The B.C. legislature is back today for the second week of the fall session, after a start that should leave you feeling ripped off.
The 93 MLAs are supposed to be in Victoria to talk about issues that matter to the people back home in their ridings.
The BC NDP government set the tone for the first week. Barely an hour after the session began, NDP MLA Rohini Arora introduced a motion.
“That this House condemns the intolerant views of the Association for Reformed Political Action (ARPA), including its harmful discrimination against transgender people, its belief that homosexuality is ‘immoral’ and its explicit policy goal of restricting abortion access in British Columbia,” it read.
ARPA should be condemned.

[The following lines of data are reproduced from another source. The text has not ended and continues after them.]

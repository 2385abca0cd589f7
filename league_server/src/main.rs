//! League competition server.
//!
//! Serves the competition engine over HTTP, backed either by process memory
//! or by PostgreSQL.

use std::net::SocketAddr;
use std::sync::Arc;

use anyhow::Error;
use league_engine::{
    CompetitionManager,
    audit::{AuditSink, MemoryAuditSink, PgAuditSink},
    authz::{Authorizer, PgAuthorizer, StaticAuthorizer},
    db::{CompetitionRepository, Database, MemoryRepository},
    notify::{ChannelNotifier, CompetitionEvent},
};
use league_server::{
    api::{self, AppState},
    config::{ServerConfig, StorageBackend},
    logging, metrics,
};
use pico_args::Arguments;
use tokio::sync::mpsc::UnboundedReceiver;
use tracing::{info, warn};

const HELP: &str = "\
Run the league competition server

USAGE:
  league_server [OPTIONS]

OPTIONS:
  --bind       IP:PORT     Server socket bind address  [default: env SERVER_BIND or 127.0.0.1:8080]
  --storage    BACKEND     memory or postgres          [default: env STORAGE_BACKEND or memory]
  --db-url     URL         Database connection string  [default: env DATABASE_URL]

FLAGS:
  -h, --help               Print help information

ENVIRONMENT:
  SERVER_BIND                         Server bind address (e.g., 0.0.0.0:8080)
  STORAGE_BACKEND                     memory or postgres
  DATABASE_URL                        PostgreSQL connection string
  DB_MAX_CONNECTIONS                  Pool upper bound
  ENGINE_MAX_COMMIT_RETRIES           Retries after a concurrent modification
  ENGINE_DEFAULT_GRAND_FINAL_RESET    Default for new double-elimination tournaments
  METRICS_BIND                        Prometheus exporter address (disabled when unset)
  RUST_LOG                            Log filter
";

#[tokio::main]
async fn main() -> Result<(), Error> {
    // Load .env file if it exists
    let _ = dotenvy::dotenv();

    let mut pargs = Arguments::from_env();

    // Help has a higher priority and should be handled separately.
    if pargs.contains(["-h", "--help"]) {
        print!("{HELP}");
        std::process::exit(0);
    }

    let bind: Option<SocketAddr> = pargs.opt_value_from_str("--bind")?;
    let storage: Option<StorageBackend> = pargs.opt_value_from_str("--storage")?;
    let database_url: Option<String> = pargs.opt_value_from_str("--db-url")?;

    logging::init();

    let config = ServerConfig::from_env(bind, database_url, storage)?;
    config.validate()?;
    info!(
        bind = %config.bind,
        storage = %config.backend,
        "Starting league server"
    );

    if let Some(metrics_bind) = config.metrics_bind {
        metrics::init_metrics(metrics_bind).map_err(|e| anyhow::anyhow!(e))?;
        info!("Prometheus exporter listening on {}", metrics_bind);
    }

    let (repository, authorizer, audit, database): (
        Arc<dyn CompetitionRepository>,
        Arc<dyn Authorizer>,
        Arc<dyn AuditSink>,
        Option<Database>,
    ) = match &config.database {
        Some(db_config) => {
            info!("Connecting to database");
            let db = Database::connect(db_config)
                .await
                .map_err(|e| anyhow::anyhow!("Failed to connect to database: {}", e))?;
            info!("Database connected successfully");

            let pool = db.shared_pool();
            (
                Arc::new(db.competitions()),
                Arc::new(PgAuthorizer::new(pool.clone())),
                Arc::new(PgAuditSink::new(pool)),
                Some(db),
            )
        }
        None => {
            warn!("Using in-memory storage; competitions are lost on restart");
            (
                Arc::new(MemoryRepository::new()),
                Arc::new(StaticAuthorizer::new()),
                Arc::new(MemoryAuditSink::new()),
                None,
            )
        }
    };

    let (notifier, events) = ChannelNotifier::new();
    tokio::spawn(log_events(events));

    let manager = Arc::new(CompetitionManager::new(
        repository,
        authorizer,
        audit,
        Arc::new(notifier),
        config.engine.clone(),
    ));

    let app = api::create_router(AppState::new(manager, database.clone()));

    let listener = tokio::net::TcpListener::bind(config.bind)
        .await
        .map_err(|e| anyhow::anyhow!("Failed to bind to {}: {}", config.bind, e))?;

    info!(
        "Server is running at http://{}. Press Ctrl+C to stop.",
        config.bind
    );

    axum::serve(listener, app)
        .with_graceful_shutdown(shutdown_signal())
        .await
        .map_err(|e| anyhow::anyhow!("Server error: {}", e))?;

    info!("Shutting down server...");
    if let Some(db) = database {
        db.close().await;
    }

    Ok(())
}

/// Logs every competition event until the notifier is dropped
async fn log_events(mut events: UnboundedReceiver<CompetitionEvent>) {
    while let Some(event) = events.recv().await {
        match serde_json::to_string(&event) {
            Ok(payload) => info!(target: "league_server::events", "{}", payload),
            Err(e) => warn!("Failed to encode competition event: {}", e),
        }
    }
}

/// Graceful shutdown signal
async fn shutdown_signal() {
    if let Err(e) = tokio::signal::ctrl_c().await {
        warn!("Failed to install CTRL+C signal handler: {}", e);
        std::future::pending::<()>().await;
    }
}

Like other religious extremist organizations around the world, it aims to impose its version of Christianity on everyone else. It wants to ban the morning-after birth control pill and limit abortion access, challenges medical assistance in dying, targets trans people and would ban gay marriage.
But that’s not why Arora introduced the motion.
In April Chilliwack North Conservative MLA Heather Maahs hosted a reception at the legislature for ARPA, attended by about a dozen Conservative MLAs and leader John Rustad.
But other Conservatives denounced the party’s involvement with ARPA.
Arora’s motion was aimed at highlighting divisions among the B.C. Conservatives.
It worked. But I wonder if her constituents in Burnaby East would have chosen that as the priority for their MLA?
Rustad ordered the party MLAs to walk out of the legislature to avoid a vote that would further divide the party.
But that too divided the party. Rustad has promised since the party’s relaunch that MLAs could vote their conscience. But as Mo Amir wrote in The Tyee, that commitment collapsed at the first real test.
Then things got worse. The Conservatives gathered for a caucus meeting, which quickly went south. Some MLAs wanted a secret vote on Rustad’s leadership, which was blocked.
And former BC Liberal MLA Jas Johal, now a broadcaster, was posting what were clearly leaks from inside the caucus meeting about the rebellion. Caucus deliberations are supposed to be confidential.
Then things got even weirder, as Rustad demanded MLAs hand their phones over to be searched in a bid to identify the source of the leak.
Bizarrely, apparently most agreed. I cannot imagine a workplace I’ve been in where a leader would demand to search the team’s phones. Or one where they would agree.
But don’t say Rustad’s paranoid. A reporter raised that at a press event and chief of staff Brad Zubyk called it a “bullshit question” and said the reporter would not be allowed to ask questions in the future. (Zubyk is a longtime lobbyist and political operative whose past work with the NDP and BC Liberals alarms some Conservatives.)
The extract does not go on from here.